Speaker: Dr. Alexandra Jilkine, University of Notre Dame

Date: Oct 25th, 2pm - 3:20pm (PT)

Title: Modeling Diffusion-Coupled Oscillations in Cell Polarity

Abstract: One of the major tasks that a cell faces during its lifecycle is how to spatially localize its components. Correct spatial organization of various proteins (cellular polarity) is fundamental not only for the correct cell shape, but also to carry out essential cellular functions, such as the spatial coordination of cell division.We present a mathematical model of the core mechanism responsible for the regulation of polarized growth dynamics in the model organism, fission yeast. The model is based on the competition of growth zones of polarity protein Cdc42 localized at the cell tips for a common substrate (inactive Cdc42) that diffuses in the cytosol.

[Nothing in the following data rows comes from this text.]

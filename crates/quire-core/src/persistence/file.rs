//! File-backed persistence.
//!
//! ## Storage Layout
//!
//! ```text
//! <data_dir>/documents/<document_id>/
//!   shell.json          # DocumentShell
//!   sections/
//!     2.json            # SectionRecord per background section
//!     3.json
//! ```
//!
//! Every file is written to a temporary sibling and renamed into place, so a
//! crash mid-write never leaves a truncated record behind. Section writes
//! hold an exclusive lock on `sections/<index>.lock` across the
//! read-plan-write sequence, so concurrent bursts on one document (in this
//! process or another) cannot downgrade a persisted section.

use std::collections::BTreeMap;
use std::io::ErrorKind;
use std::path::{Path, PathBuf};
use std::sync::atomic::{AtomicU64, Ordering};

use async_trait::async_trait;
use fs2::FileExt;
use serde::Serialize;
use serde::de::DeserializeOwned;
use tokio::fs;
use tracing::debug;

use super::{PersistenceGateway, SectionWrite, keeps_section, plan_section_write};
use crate::{Document, DocumentId, DocumentShell, Error, Result, SectionRecord};

/// JSON-file [`PersistenceGateway`].
#[derive(Debug)]
pub struct FileStore {
    root: PathBuf,
    tmp_counter: AtomicU64,
}

impl FileStore {
    /// Create a store rooted at the data directory.
    #[must_use]
    pub fn new(root: impl AsRef<Path>) -> Self {
        Self {
            root: root.as_ref().to_path_buf(),
            tmp_counter: AtomicU64::new(0),
        }
    }

    fn document_dir(&self, id: &DocumentId) -> PathBuf {
        self.root.join("documents").join(id.as_str())
    }

    fn shell_path(&self, id: &DocumentId) -> PathBuf {
        self.document_dir(id).join("shell.json")
    }

    fn sections_dir(&self, id: &DocumentId) -> PathBuf {
        self.document_dir(id).join("sections")
    }

    fn section_path(&self, id: &DocumentId, index: u32) -> PathBuf {
        self.sections_dir(id).join(format!("{index}.json"))
    }

    async fn write_json<T: Serialize + Sync>(&self, path: &Path, value: &T) -> Result<()> {
        if let Some(parent) = path.parent() {
            fs::create_dir_all(parent)
                .await
                .map_err(|e| Error::Storage(format!("Failed to create directory: {e}")))?;
        }
        let json = serde_json::to_string_pretty(value)
            .map_err(|e| Error::Storage(format!("Failed to serialize record: {e}")))?;

        // Atomic write: unique temp file + rename
        let seq = self.tmp_counter.fetch_add(1, Ordering::Relaxed);
        let tmp_path = path.with_extension(format!("json.{}.{seq}.tmp", std::process::id()));
        fs::write(&tmp_path, json)
            .await
            .map_err(|e| Error::Storage(format!("Failed to write temp file: {e}")))?;

        #[cfg(target_os = "windows")]
        if fs::try_exists(path).await.unwrap_or(false) {
            fs::remove_file(path)
                .await
                .map_err(|e| Error::Storage(format!("Failed to remove existing file: {e}")))?;
        }

        fs::rename(&tmp_path, path)
            .await
            .map_err(|e| Error::Storage(format!("Failed to commit file: {e}")))?;
        Ok(())
    }

    async fn read_json<T: DeserializeOwned>(path: &Path) -> Result<Option<T>> {
        let content = match fs::read_to_string(path).await {
            Ok(content) => content,
            Err(e) if e.kind() == ErrorKind::NotFound => return Ok(None),
            Err(e) => {
                return Err(Error::Storage(format!(
                    "Failed to read {}: {e}",
                    path.display()
                )));
            },
        };
        serde_json::from_str(&content)
            .map(Some)
            .map_err(|e| Error::Storage(format!("Corrupt record {}: {e}", path.display())))
    }

    async fn read_sections(&self, id: &DocumentId) -> Result<BTreeMap<u32, SectionRecord>> {
        let mut sections = BTreeMap::new();
        let mut entries = match fs::read_dir(self.sections_dir(id)).await {
            Ok(entries) => entries,
            Err(e) if e.kind() == ErrorKind::NotFound => return Ok(sections),
            Err(e) => return Err(Error::Storage(format!("Failed to list sections: {e}"))),
        };

        while let Some(entry) = entries
            .next_entry()
            .await
            .map_err(|e| Error::Storage(format!("Failed to list sections: {e}")))?
        {
            let path = entry.path();
            let is_record = path.extension().is_some_and(|ext| ext == "json")
                && path
                    .file_stem()
                    .and_then(|stem| stem.to_str())
                    .is_some_and(|stem| stem.parse::<u32>().is_ok());
            if !is_record {
                continue;
            }
            if let Some(record) = Self::read_json::<SectionRecord>(&path).await? {
                sections.insert(record.index, record);
            }
        }
        Ok(sections)
    }

    /// Exclusive lock for one section; released when the handle drops.
    async fn lock_section(&self, id: &DocumentId, index: u32) -> Result<std::fs::File> {
        let dir = self.sections_dir(id);
        fs::create_dir_all(&dir)
            .await
            .map_err(|e| Error::Storage(format!("Failed to create directory: {e}")))?;
        let lock_path = dir.join(format!("{index}.lock"));
        tokio::task::spawn_blocking(move || -> std::io::Result<std::fs::File> {
            let lock = std::fs::OpenOptions::new()
                .create(true)
                .truncate(false)
                .read(true)
                .write(true)
                .open(&lock_path)?;
            lock.lock_exclusive()?;
            Ok(lock)
        })
        .await
        .map_err(|e| Error::Storage(format!("Section lock task failed: {e}")))?
        .map_err(|e| Error::Storage(format!("Failed to lock section: {e}")))
    }

    async fn write_section(&self, id: &DocumentId, record: SectionRecord) -> Result<()> {
        if !fs::try_exists(self.shell_path(id)).await.unwrap_or(false) {
            return Err(Error::NotFound(format!("document {id} has no shell")));
        }

        let index = record.index;
        let _lock = self.lock_section(id, index).await?;
        let path = self.section_path(id, index);
        let existing = Self::read_json::<SectionRecord>(&path).await?;
        match plan_section_write(existing.as_ref(), record) {
            SectionWrite::Store(record) => {
                self.write_json(&path, &record).await?;
                debug!(document = %id, index, status = %record.status, "saved section");
            },
            SectionWrite::Unchanged | SectionWrite::KeepPersisted => {},
        }
        Ok(())
    }
}

#[async_trait]
impl PersistenceGateway for FileStore {
    async fn upsert_shell(&self, id: &DocumentId, shell: &DocumentShell) -> Result<()> {
        let path = self.shell_path(id);
        if Self::read_json::<DocumentShell>(&path).await?.as_ref() == Some(shell) {
            return Ok(());
        }
        self.write_json(&path, shell).await?;

        for index in self.read_sections(id).await?.into_keys() {
            if !keeps_section(shell, index) {
                fs::remove_file(self.section_path(id, index))
                    .await
                    .map_err(|e| Error::Storage(format!("Failed to remove section: {e}")))?;
            }
        }
        debug!(document = %id, sections = shell.table_of_contents.len(), "saved shell");
        Ok(())
    }

    async fn upsert_section(&self, id: &DocumentId, index: u32, content: &str) -> Result<()> {
        self.write_section(id, SectionRecord::persisted(index, content))
            .await
    }

    async fn record_section_failure(
        &self,
        id: &DocumentId,
        index: u32,
        reason: &str,
    ) -> Result<()> {
        self.write_section(id, SectionRecord::failed(index, reason))
            .await
    }

    async fn load_document(&self, id: &DocumentId) -> Result<Option<Document>> {
        let Some(shell) = Self::read_json::<DocumentShell>(&self.shell_path(id)).await? else {
            return Ok(None);
        };
        let sections = self.read_sections(id).await?;
        Ok(Some(Document {
            id: id.clone(),
            shell,
            sections,
        }))
    }
}

#[cfg(test)]
#[allow(clippy::unwrap_used)]
mod tests {
    use super::*;
    use crate::{OutlineEntry, SectionStatus};
    use tempfile::TempDir;

    fn shell(count: u32) -> DocumentShell {
        DocumentShell {
            title: "Tea".into(),
            display_title: "Tea".into(),
            subtitle: "Guide".into(),
            table_of_contents: (1..=count)
                .map(|index| OutlineEntry {
                    index,
                    title: format!("Chapter {index}"),
                    image_hint: "tea".into(),
                })
                .collect(),
            first_section_content: "first".into(),
            auxiliary_resources: vec!["The Book of Tea".into()],
            warnings: Vec::new(),
        }
    }

    fn id() -> DocumentId {
        DocumentId::parse("doc_file").unwrap()
    }

    #[tokio::test]
    async fn test_layout_and_roundtrip() -> anyhow::Result<()> {
        let temp = TempDir::new()?;
        let store = FileStore::new(temp.path());
        store.upsert_shell(&id(), &shell(3)).await?;
        store.upsert_section(&id(), 2, "two").await?;
        store.record_section_failure(&id(), 3, "exhausted").await?;

        let doc_dir = temp.path().join("documents").join("doc_file");
        assert!(doc_dir.join("shell.json").exists());
        assert!(doc_dir.join("sections").join("2.json").exists());

        let doc = store.load_document(&id()).await?.unwrap();
        assert_eq!(doc.shell, shell(3));
        assert_eq!(doc.section_content(2), Some("two"));
        assert_eq!(doc.section_status(3), SectionStatus::Failed);

        let leftovers: Vec<_> = std::fs::read_dir(doc_dir.join("sections"))?
            .filter_map(std::result::Result::ok)
            .filter(|e| e.path().to_string_lossy().ends_with(".tmp"))
            .collect();
        assert!(leftovers.is_empty());
        Ok(())
    }

    #[tokio::test]
    async fn test_identical_writes_do_not_touch_files() -> anyhow::Result<()> {
        let temp = TempDir::new()?;
        let store = FileStore::new(temp.path());
        store.upsert_shell(&id(), &shell(2)).await?;
        store.upsert_section(&id(), 2, "two").await?;
        let first = store.load_document(&id()).await?;

        store.upsert_shell(&id(), &shell(2)).await?;
        store.upsert_section(&id(), 2, "two").await?;
        let second = store.load_document(&id()).await?;

        assert_eq!(first, second);
        Ok(())
    }

    #[tokio::test]
    async fn test_shell_replacement_drops_stray_sections() -> anyhow::Result<()> {
        let temp = TempDir::new()?;
        let store = FileStore::new(temp.path());
        store.upsert_shell(&id(), &shell(4)).await?;
        store.upsert_section(&id(), 1, "stray").await?;
        store.upsert_section(&id(), 3, "three").await?;
        store.upsert_section(&id(), 4, "four").await?;

        store.upsert_shell(&id(), &shell(3)).await?;

        let doc = store.load_document(&id()).await?.unwrap();
        assert_eq!(doc.sections.keys().copied().collect::<Vec<_>>(), vec![3]);
        Ok(())
    }

    #[tokio::test(flavor = "multi_thread", worker_threads = 4)]
    async fn test_concurrent_writes_never_downgrade_persisted() -> anyhow::Result<()> {
        let temp = TempDir::new()?;
        let store = std::sync::Arc::new(FileStore::new(temp.path()));
        store.upsert_shell(&id(), &shell(2)).await?;

        let writes = (0..16).map(|round| {
            let store = std::sync::Arc::clone(&store);
            tokio::spawn(async move {
                if round % 2 == 0 {
                    store.upsert_section(&id(), 2, "two").await
                } else {
                    store.record_section_failure(&id(), 2, "late failure").await
                }
            })
        });
        for result in futures::future::join_all(writes).await {
            result??;
        }

        let doc = store.load_document(&id()).await?.unwrap();
        assert_eq!(doc.section_status(2), SectionStatus::Persisted);
        assert_eq!(doc.section_content(2), Some("two"));
        assert_eq!(doc.sections.len(), 1);
        Ok(())
    }

    #[tokio::test]
    async fn test_section_without_shell_is_not_found() {
        let temp = TempDir::new().unwrap();
        let store = FileStore::new(temp.path());
        let err = store.upsert_section(&id(), 2, "two").await.unwrap_err();
        assert!(matches!(err, Error::NotFound(_)));
        assert!(store.load_document(&id()).await.unwrap().is_none());
    }

    #[tokio::test]
    async fn test_corrupt_shell_is_storage_error() {
        let temp = TempDir::new().unwrap();
        let store = FileStore::new(temp.path());
        let dir = temp.path().join("documents").join("doc_file");
        std::fs::create_dir_all(&dir).unwrap();
        std::fs::write(dir.join("shell.json"), "{ not json").unwrap();

        let err = store.load_document(&id()).await.unwrap_err();
        assert!(matches!(err, Error::Storage(_)));
    }
}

To explore the underlying mechanism for oscillations and the effect of diffusion and noise, we consider three model frameworks including a 1D deterministic model, a 2D deterministic model, and a stochastic model. We simulate and analyze these models using numerical bifurcation tools, PDEs, and stochastic simulation algorithms.

Speaker: Dr. Jun Allard, UC Irvine

Date: Oct 18th, 2pm - 3:20pm (PT)

Title: Optimal curvature in long-range cell-cell communication

Abstract: Cells in tissue can communicate long-range via diffusive signals. In addition, another class of cell-cell communication is by long, thin cellular protrusions that are ~100 microns (many cell-lengths) in length and ~100 nanometers (below traditional microscope resolution) in width. These protrusions have been recently discovered in many organisms, including nanotubes humans and airinemes in zebrafish. But, before establishing communication, these protrusions must find their target cell. Here we demonstrate airinemes in zebrafish are consistent with a finite persistent random walk model. We study this model by stochastic simulation, and by numerically solving the survival probability equation using Strang splitting. The probability of contacting the target cell is maximized for a balance between ballistic search (straight) and diffusive (highly curved, random) search. We find that the curvature of airinemes in zebrafish, extracted from live cell microscopy, is approximately the same value as the optimum in the simple persistent random walk model. We also explore the ability of the target cell to infer direction of the airineme’s source, finding the experimentally observed parameters to be at a Pareto optimum balancing directional sensing with contact initiation.

Collaborators: Sohyeon Park, Hyunjoong Kim, Yoichiro Mori, Dae Seok Eom

Speaker: Dr. Yangyang Wang, University of Iowa

Date: Oct 11th, 2pm - 3:20pm (PT)

Title: Mathematical analysis and models for understanding neural dynamics

Abstract: Central pattern generators (CPGs) are neural networks that are intrinsically capable of producing rhythmic patterns of neural activity and are adaptable to sensory feedback to produce robust motor behaviors such as breathing and swallowing. In this talk, I will discuss mathematical tools we developed for understanding intrinsic multiple-time-scale bursting dynamics in CPG neurons as well as robust responses of motor systems to external perturbations. Applications related to respiratory rhythms and motor control in the Aplysia feeding system will be highlighted.

Bio: Yangyang Wang is an assistant professor in the mathematics department at the University of Iowa, the Interdisciplinary Graduate Program in Neuroscience and the Iowa Neuroscience Institute. She received her PhD from the mathematics department at University of Pittsburgh in 2016. Then she worked as a postdoctoral fellow at the Mathematical Biosciences Institute at the Ohio State University during 2016-2019.

Her research interests include computational neuroscience and dynamical systems, with a focus on modeling and analyzing multiscale neural dynamics in central pattern generators, sensory feedback control in complex adaptive biological systems and network dynamics.